* Available data *
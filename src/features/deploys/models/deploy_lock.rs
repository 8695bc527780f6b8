use chrono::{DateTime, Utc};
use serde::{Deserialize, Serialize};
use utoipa::ToSchema;
use uuid::Uuid;

/// Marker that a deploy pipeline is running on a controller
#[derive(Debug, Clone, PartialEq, Serialize, Deserialize, ToSchema)]
#[serde(rename_all = "camelCase")]
pub struct DeployLock {
    pub run_id: Uuid,
    pub started_at: DateTime<Utc>,
    pub actor: String,
    pub plan_tier: String,
}

impl DeployLock {
    pub fn new(actor: &str, plan_tier: &str, started_at: DateTime<Utc>) -> Self {
        Self {
            run_id: Uuid::now_v7(),
            started_at,
            actor: actor.to_string(),
            plan_tier: plan_tier.to_string(),
        }
    }
}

* What you have to do *
All of the material is to be copied word for word.

* Output for this task *
filename src/features/deploys/models/deploy_lock.rs
repository 8695bc527780f6b8
use chrono::{DateTime, Utc};
use serde::{Deserialize, Serialize};
use utoipa::ToSchema;
use uuid::Uuid;

/// Marker that a deploy pipeline is running on a controller
#[derive(Debug, Clone, PartialEq, Serialize, Deserialize, ToSchema)]
#[serde(rename_all = "camelCase")]
pub struct DeployLock {
    pub run_id: Uuid,
    pub started_at: DateTime<Utc>,
    pub actor: String,
    pub plan_tier: String,
}

impl DeployLock {
    pub fn new(actor: &str, plan_tier: &str, started_at: DateTime<Utc>) -> Self {
        Self {
            run_id: Uuid::now_v7(),
            started_at,
            actor: actor.to_string(),
            plan_tier: plan_tier.to_string(),
        }
    }
}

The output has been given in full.